The following stories humanize the diversity of faces of individuals with unique drug and alcohol problems, a group of people generally stereotyped by their drug use. They reveal the wide range of people who can develop drug and alcohol problems and enable the reader to identify and empathize with their struggles and respect their efforts to change and grow.

The stories also demystify the work of psychotherapy, bringing the reader into the consulting room like a fly on the wall witnessing some of the actual processes. The stories humanize the psychotherapists as they reveal what the therapists thought and felt about their clients as they worked.
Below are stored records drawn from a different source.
//! Weight store: the single read/write path for scoring weights.
//!
//! Reads never fail: a missing record yields the defaults and an unreachable
//! backend yields the defaults with a warning. Writes require the
//! `ManageScoringWeights` capability, replace all nine coefficients at once
//! and are serialized (last write wins).

use std::sync::Arc;

use bastion_common::{BastionError, Capability, Principal, Result, ValidationPolicy};
use chrono::Utc;
use serde::{Deserialize, Serialize};
use tokio::sync::Mutex;
use tracing::{info, warn};

use crate::weight_backend::{WeightBackend, WeightRecord};
use crate::weights::{GroupWarning, WeightSet};

#[derive(Debug, Clone, Copy, PartialEq, Eq, Serialize, Deserialize)]
#[serde(rename_all = "snake_case")]
pub enum WeightSource {
    /// Read from the backend
    Persisted,
    /// Nothing saved yet
    Default,
    /// Backend unreachable or record unusable
    Fallback,
}

/// Weights as seen by one score computation.
#[derive(Debug, Clone, Copy, PartialEq, Serialize, Deserialize)]
pub struct WeightSnapshot {
    pub weights: WeightSet,
    /// 0 for built-in defaults
    pub version: u64,
    pub source: WeightSource,
}

impl WeightSnapshot {
    fn defaults(source: WeightSource) -> Self {
        Self {
            weights: WeightSet::default(),
            version: 0,
            source,
        }
    }
}

#[derive(Debug, Clone, PartialEq, Serialize, Deserialize)]
pub struct SaveOutcome {
    pub version: u64,
    /// Groups that did not sum to 1.0; saved anyway under the warn policy
    pub warnings: Vec<GroupWarning>,
}

pub struct WeightStore {
    backend: Arc<dyn WeightBackend>,
    policy: ValidationPolicy,
    write_lock: Mutex<()>,
}

impl WeightStore {
    pub fn new(backend: Arc<dyn WeightBackend>, policy: ValidationPolicy) -> Self {
        Self {
            backend,
            policy,
            write_lock: Mutex::new(()),
        }
    }

    /// Current weights, or the built-in defaults.
    pub async fn load(&self) -> WeightSnapshot {
        match self.backend.read().await {
            Ok(Some(record)) => match record.weights.check_bounds() {
                Ok(()) => WeightSnapshot {
                    weights: record.weights,
                    version: record.version,
                    source: WeightSource::Persisted,
                },
                Err(reason) => {
                    warn!(version = record.version, %reason, "Stored weights unusable; using defaults");
                    WeightSnapshot::defaults(WeightSource::Fallback)
                }
            },
            Ok(None) => WeightSnapshot::defaults(WeightSource::Default),
            Err(e) => {
                warn!(error = %e, "Weight store unreachable; using defaults");
                WeightSnapshot::defaults(WeightSource::Fallback)
            }
        }
    }

    /// Save-time validator: groups whose sum is outside 1.0 ± 0.01.
    pub fn validate(&self, weights: &WeightSet) -> Vec<GroupWarning> {
        weights.validate()
    }

    /// Persist a full weight set on behalf of `principal`.
    pub async fn save(&self, principal: &Principal, weights: WeightSet) -> Result<SaveOutcome> {
        if !principal.has_capability(Capability::ManageScoringWeights) {
            warn!(user = %principal.user_id, "Weight save refused: missing capability");
            return Err(BastionError::Authorization(format!(
                "{} may not change scoring weights",
                principal.user_id
            )));
        }

        weights.check_bounds().map_err(BastionError::Validation)?;

        let warnings = weights.validate();
        if !warnings.is_empty() {
            let summary = warnings
                .iter()
                .map(|w| w.to_string())
                .collect::<Vec<_>>()
                .join("; ");
            match self.policy {
                ValidationPolicy::Block => return Err(BastionError::Validation(summary)),
                ValidationPolicy::Warn => {
                    warn!(user = %principal.user_id, %summary, "Saving weights with invalid group sums");
                }
            }
        }

        let _guard = self.write_lock.lock().await;

        let previous = match self.backend.read().await {
            Ok(record) => record.map_or(0, |r| r.version),
            // An unparseable record is replaced in full.
            Err(BastionError::Serialization(e)) => {
                warn!(error = %e, "Stored weights unreadable; overwriting");
                0
            }
            Err(e) => return Err(e),
        };
        let record = WeightRecord {
            weights,
            version: previous + 1,
            updated_at: Utc::now(),
            updated_by: Some(principal.user_id.clone()),
        };
        self.backend.write(&record).await?;

        info!(user = %principal.user_id, version = record.version, "Scoring weights saved");
        Ok(SaveOutcome {
            version: record.version,
            warnings,
        })
    }
}
//! Configuration loading for Bastion.
//! Reads bastion.toml from the current directory or the path in the BASTION_CONFIG env var.

use bastion_common::ScoringParams;
use serde::{Deserialize, Serialize};
use std::path::{Path, PathBuf};
use thiserror::Error;

pub const CONFIG_ENV: &str = "BASTION_CONFIG";
pub const DEFAULT_CONFIG_FILE: &str = "bastion.toml";

#[derive(Debug, Error)]
pub enum ConfigError {
    #[error("Cannot read {path}: {source}")]
    Io {
        path: PathBuf,
        #[source]
        source: std::io::Error,
    },

    #[error("Cannot parse {path}: {source}")]
    Parse {
        path: PathBuf,
        #[source]
        source: toml::de::Error,
    },

    #[error("Invalid configuration: {0}")]
    Invalid(String),
}

#[derive(Debug, Clone, Default, Serialize, Deserialize, PartialEq)]
pub struct Config {
    #[serde(default)]
    pub store: StoreConfig,
    #[serde(default)]
    pub scoring: ScoringParams,
    #[serde(default)]
    pub logging: LoggingConfig,
}

#[derive(Debug, Clone, Serialize, Deserialize, PartialEq)]
pub struct StoreConfig {
    /// JSON snapshot of the settlement-defense tables
    #[serde(default = "default_records_path")]
    pub records_path: PathBuf,
    /// Persisted weight record
    #[serde(default = "default_weights_path")]
    pub weights_path: PathBuf,
}

fn default_records_path() -> PathBuf { PathBuf::from("data/records.json") }
fn default_weights_path() -> PathBuf { PathBuf::from("data/weights.json") }

impl Default for StoreConfig {
    fn default() -> Self {
        Self {
            records_path: default_records_path(),
            weights_path: default_weights_path(),
        }
    }
}

#[derive(Debug, Clone, Serialize, Deserialize, PartialEq)]
pub struct LoggingConfig {
    /// tracing EnvFilter directive; RUST_LOG takes precedence
    #[serde(default = "default_filter")]
    pub filter: String,
}

fn default_filter() -> String { "bastion=info,warn".to_string() }

impl Default for LoggingConfig {
    fn default() -> Self {
        Self { filter: default_filter() }
    }
}

impl Config {
    /// Load from `$BASTION_CONFIG`, else `./bastion.toml`, else built-in defaults.
    ///
    /// An explicitly named file must exist; the implicit one may be absent.
    pub fn load() -> Result<Self, ConfigError> {
        match std::env::var_os(CONFIG_ENV) {
            Some(path) => Self::from_path(Path::new(&path)),
            None => {
                let path = Path::new(DEFAULT_CONFIG_FILE);
                if path.exists() {
                    Self::from_path(path)
                } else {
                    Ok(Self::default())
                }
            }
        }
    }

    pub fn from_path(path: &Path) -> Result<Self, ConfigError> {
        let content = std::fs::read_to_string(path).map_err(|source| ConfigError::Io {
            path: path.to_path_buf(),
            source,
        })?;
        let config: Self = toml::from_str(&content).map_err(|source| ConfigError::Parse {
            path: path.to_path_buf(),
            source,
        })?;
        config.validate()?;
        Ok(config)
    }

    pub fn validate(&self) -> Result<(), ConfigError> {
        self.scoring
            .validate()
            .map_err(|e| ConfigError::Invalid(e.to_string()))
    }
}
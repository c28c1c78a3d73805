//! Plain-text rendering for the console.

use bastion_ranker::{SettlementScore, WeightGroup, WeightSet, WeightSource};

pub fn score_table(scores: &[SettlementScore]) -> String {
    let mut out = format!(
        "{:>3}  {:<24} {:<9} {:>8} {:>9} {:>6}  {}\n",
        "#", "SETTLEMENT", "TIER", "PRIORITY", "READINESS", "RISK", "NOTES"
    );
    for (i, s) in scores.iter().enumerate() {
        let notes = if s.degraded {
            let domains: Vec<_> = s.metrics.degraded.iter().map(|d| d.as_str()).collect();
            format!("incomplete: {}", domains.join(","))
        } else {
            String::new()
        };
        out.push_str(&format!(
            "{:>3}  {:<24} {:<9} {:>8.1} {:>9.1} {:>6.1}  {}\n",
            i + 1,
            s.name,
            s.tier.as_str(),
            s.card.priority,
            s.card.readiness,
            s.card.risk,
            notes
        ));
    }
    out
}

pub fn weights_report(weights: &WeightSet, meta: Option<(u64, WeightSource)>) -> String {
    let mut out = String::new();
    if let Some((version, source)) = meta {
        let source = match source {
            WeightSource::Persisted => "saved",
            WeightSource::Default => "defaults",
            WeightSource::Fallback => "defaults (store unreachable)",
        };
        out.push_str(&format!("version {version}, {source}\n"));
    }
    for (name, value) in weights.named() {
        out.push_str(&format!("  {name:<22} {value:.3}\n"));
    }
    let warnings = weights.validate();
    for group in WeightGroup::ALL {
        let sum = weights.group_sum(group);
        let flag = if warnings.iter().any(|w| w.group == group) { "  <- check" } else { "" };
        out.push_str(&format!("  {:<22} {sum:.3}{flag}\n", format!("sum({})", group.as_str())));
    }
    out
}
//! Bastion settlement readiness console.
//! Entry point for the operator binary.

use bastion_config::LoggingConfig;
use bastion_console::cli::{self, Cli, Command, WeightsCommand};
use clap::Parser;
use tracing::info;
use tracing_subscriber::EnvFilter;

#[tokio::main]
async fn main() -> anyhow::Result<()> {
    let args = Cli::parse();
    let config = cli::load_config(args.config.as_deref());

    // Initialise structured logging on stderr so stdout stays machine-readable
    let filter = config
        .as_ref()
        .map(|c| c.logging.filter.clone())
        .unwrap_or_else(|_| LoggingConfig::default().filter);
    tracing_subscriber::fmt()
        .with_env_filter(EnvFilter::try_from_default_env().unwrap_or_else(|_| EnvFilter::new(filter)))
        .with_writer(std::io::stderr)
        .init();

    let config = config?;
    info!(version = env!("CARGO_PKG_VERSION"), "Bastion console starting");

    let output = match args.command {
        Command::Score(score) => {
            let engine = cli::build_engine(&config).await?;
            cli::cmd_score(&engine, &score).await?
        }
        Command::Weights(WeightsCommand::Show) => {
            cli::cmd_weights_show(&cli::weight_store(&config)).await
        }
        Command::Weights(WeightsCommand::Set(set)) => {
            cli::cmd_weights_set(&cli::weight_store(&config), &set).await?
        }
        Command::Weights(WeightsCommand::Check { file }) => cli::cmd_weights_check(&file)?,
    };

    print!("{output}");
    Ok(())
}
//! Composite settlement score computation.
//!
//! readiness = 100 × Σ(w_r × m_r)
//! risk      = 100 × Σ(w_k × m_k)
//! priority  = 100 × (w_p.risk × risk/100 + w_p.readiness × (100 − readiness)/100)
//!
//! Priority is a "needs attention" score: it grows with risk and with the
//! readiness shortfall. Weight groups are applied as given, never renormalised.

use bastion_common::TierThresholds;
use serde::{Deserialize, Serialize};

use crate::metrics::SettlementMetrics;
use crate::weights::WeightSet;

/// Composite scores, each on a 0–100 scale.
#[derive(Debug, Clone, Copy, PartialEq, Serialize, Deserialize)]
pub struct ScoreCard {
    pub readiness: f64,
    pub risk: f64,
    pub priority: f64,
}

/// Combine sub-scores into readiness, risk and priority.
pub fn compose(weights: &WeightSet, metrics: &SettlementMetrics) -> ScoreCard {
    let r = &weights.readiness;
    let k = &weights.risk;
    let p = &weights.priority;

    let readiness = to_scale(
        r.personnel * metrics.personnel
            + r.components * metrics.components
            + r.training * metrics.training,
    );

    let risk = to_scale(
        k.threat * metrics.threat
            + k.infra * metrics.infra
            + k.response * metrics.response
            + k.incidents * metrics.incidents,
    );

    let priority = to_scale(p.risk * (risk / 100.0) + p.readiness * ((100.0 - readiness) / 100.0));

    ScoreCard { readiness, risk, priority }
}

/// Lift a [0, 1] weighted sum onto 0–100. Sums pushed past 1.0 by an
/// overweight group are held at the boundary.
fn to_scale(weighted_sum: f64) -> f64 {
    if !weighted_sum.is_finite() {
        return 0.0;
    }
    (100.0 * weighted_sum).clamp(0.0, 100.0)
}

/// Bucketed priority used to order the settlement dashboard.
#[derive(Debug, Clone, Copy, PartialEq, Eq, PartialOrd, Ord, Serialize, Deserialize)]
#[serde(rename_all = "snake_case")]
pub enum AttentionTier {
    Routine,
    Elevated,
    Critical,
}

impl AttentionTier {
    pub fn as_str(&self) -> &'static str {
        match self {
            AttentionTier::Routine => "routine",
            AttentionTier::Elevated => "elevated",
            AttentionTier::Critical => "critical",
        }
    }
}

pub fn determine_attention_tier(priority: f64, thresholds: &TierThresholds) -> AttentionTier {
    if priority >= thresholds.critical {
        AttentionTier::Critical
    } else if priority >= thresholds.elevated {
        AttentionTier::Elevated
    } else {
        AttentionTier::Routine
    }
}
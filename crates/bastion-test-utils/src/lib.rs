//! Shared fixtures and record store doubles for Bastion tests.

pub mod fixtures;
pub mod stores;

pub use fixtures::{date, snapshot_of, SettlementFixture};
pub use stores::{FailingRecordStore, SlowRecordStore, Table};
To my mind, the basic principles and ingredients of successful psychotherapy with clients with drug and alcohol problems are essentially the same as those used with other groups of people. The argument can be made that the term "harm reduction" really stands for the reintroduction of basic principles of good clinical practice into an area where they have often been absent. I hope this book will contribute to that effort.

WHY HARM REDUCTION?
I got my first job after completing my internship in clinical psychology as a psychotherapist at the Division of Drug Abuse Research and Treatment at New York Medical College in the fall of 1982. This was a research-oriented "multimodality" outpatient substance abuse treatment clinic in East Harlem, New York City. I had no way of knowing at the time that this job would be the start of a twenty-year journey through the world of substance use treatment that would bring me to embrace harm reduction as the most effective approach to helping the broad spectrum of people with substance use problems.